START Provided information

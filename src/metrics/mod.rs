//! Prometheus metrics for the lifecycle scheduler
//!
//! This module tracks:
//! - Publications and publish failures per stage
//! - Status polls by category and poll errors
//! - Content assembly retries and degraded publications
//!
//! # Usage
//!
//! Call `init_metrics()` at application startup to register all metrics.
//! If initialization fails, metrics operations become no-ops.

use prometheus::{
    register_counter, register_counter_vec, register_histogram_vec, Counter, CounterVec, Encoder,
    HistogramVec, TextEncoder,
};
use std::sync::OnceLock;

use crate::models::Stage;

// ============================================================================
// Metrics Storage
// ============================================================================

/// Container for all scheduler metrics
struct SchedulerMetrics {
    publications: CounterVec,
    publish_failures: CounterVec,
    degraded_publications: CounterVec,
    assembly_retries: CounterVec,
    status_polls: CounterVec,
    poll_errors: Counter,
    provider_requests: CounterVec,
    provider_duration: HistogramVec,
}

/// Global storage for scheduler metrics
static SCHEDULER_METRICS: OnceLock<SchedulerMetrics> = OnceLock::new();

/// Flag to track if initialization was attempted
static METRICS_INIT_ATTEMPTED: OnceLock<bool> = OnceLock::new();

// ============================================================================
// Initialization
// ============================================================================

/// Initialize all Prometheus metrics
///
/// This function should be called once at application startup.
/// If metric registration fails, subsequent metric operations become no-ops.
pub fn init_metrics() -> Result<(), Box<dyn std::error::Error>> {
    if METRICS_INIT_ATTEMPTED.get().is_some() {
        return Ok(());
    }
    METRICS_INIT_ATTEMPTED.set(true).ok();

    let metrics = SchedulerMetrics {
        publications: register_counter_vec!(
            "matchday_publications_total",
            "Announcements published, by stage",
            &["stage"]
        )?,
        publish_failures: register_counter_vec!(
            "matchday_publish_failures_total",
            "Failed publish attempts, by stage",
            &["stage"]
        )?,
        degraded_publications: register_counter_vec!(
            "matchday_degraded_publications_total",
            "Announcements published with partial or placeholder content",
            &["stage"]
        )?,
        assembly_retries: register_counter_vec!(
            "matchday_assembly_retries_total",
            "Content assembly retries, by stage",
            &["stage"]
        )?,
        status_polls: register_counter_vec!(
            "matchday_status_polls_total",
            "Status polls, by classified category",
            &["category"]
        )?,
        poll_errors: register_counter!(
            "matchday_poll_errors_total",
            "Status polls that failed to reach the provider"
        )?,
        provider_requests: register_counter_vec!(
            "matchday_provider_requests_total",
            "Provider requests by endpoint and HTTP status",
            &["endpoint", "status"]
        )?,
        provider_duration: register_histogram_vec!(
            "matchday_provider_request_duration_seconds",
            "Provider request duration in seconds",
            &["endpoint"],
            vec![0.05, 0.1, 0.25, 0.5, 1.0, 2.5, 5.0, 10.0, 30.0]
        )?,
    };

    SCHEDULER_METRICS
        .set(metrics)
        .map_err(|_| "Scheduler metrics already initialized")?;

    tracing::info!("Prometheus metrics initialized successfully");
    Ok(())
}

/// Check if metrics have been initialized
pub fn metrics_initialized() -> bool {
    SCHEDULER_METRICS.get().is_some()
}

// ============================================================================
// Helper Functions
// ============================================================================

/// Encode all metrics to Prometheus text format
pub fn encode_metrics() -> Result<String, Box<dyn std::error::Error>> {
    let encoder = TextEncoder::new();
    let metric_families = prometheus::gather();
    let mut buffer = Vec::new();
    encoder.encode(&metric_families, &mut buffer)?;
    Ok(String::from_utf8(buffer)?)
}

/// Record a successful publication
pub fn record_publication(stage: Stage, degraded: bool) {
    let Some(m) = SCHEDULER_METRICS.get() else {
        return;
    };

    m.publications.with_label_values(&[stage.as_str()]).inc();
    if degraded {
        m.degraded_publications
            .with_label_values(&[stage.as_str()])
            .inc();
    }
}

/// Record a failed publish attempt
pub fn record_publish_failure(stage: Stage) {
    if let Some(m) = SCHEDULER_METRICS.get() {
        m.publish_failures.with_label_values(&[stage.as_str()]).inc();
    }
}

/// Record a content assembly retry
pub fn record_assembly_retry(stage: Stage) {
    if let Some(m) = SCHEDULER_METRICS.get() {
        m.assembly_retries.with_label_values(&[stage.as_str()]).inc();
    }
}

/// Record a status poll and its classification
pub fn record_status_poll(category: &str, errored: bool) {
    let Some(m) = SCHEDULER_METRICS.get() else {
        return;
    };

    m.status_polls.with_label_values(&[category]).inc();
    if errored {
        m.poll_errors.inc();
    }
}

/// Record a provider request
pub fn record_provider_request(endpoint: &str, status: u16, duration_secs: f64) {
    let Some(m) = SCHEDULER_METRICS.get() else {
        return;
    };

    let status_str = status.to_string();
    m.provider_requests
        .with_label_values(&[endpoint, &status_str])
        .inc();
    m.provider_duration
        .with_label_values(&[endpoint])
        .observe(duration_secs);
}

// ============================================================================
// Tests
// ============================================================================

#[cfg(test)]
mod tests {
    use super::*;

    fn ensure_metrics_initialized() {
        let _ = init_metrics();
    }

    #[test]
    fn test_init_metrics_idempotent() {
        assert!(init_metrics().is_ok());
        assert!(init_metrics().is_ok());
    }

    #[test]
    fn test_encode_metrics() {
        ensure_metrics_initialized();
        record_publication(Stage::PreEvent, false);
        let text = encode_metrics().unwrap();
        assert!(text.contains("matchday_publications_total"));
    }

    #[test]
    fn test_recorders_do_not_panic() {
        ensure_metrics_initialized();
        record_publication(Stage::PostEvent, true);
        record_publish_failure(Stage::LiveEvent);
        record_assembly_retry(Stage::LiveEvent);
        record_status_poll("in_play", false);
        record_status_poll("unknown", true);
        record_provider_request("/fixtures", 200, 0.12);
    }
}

END Provided information

### What you need to do
Check each line of the entries, and copy the ones that contain "true".

### Your solution
    METRICS_INIT_ATTEMPTED.set(true).ok();
        record_publication(Stage::PostEvent, true);
        record_status_poll("unknown", true);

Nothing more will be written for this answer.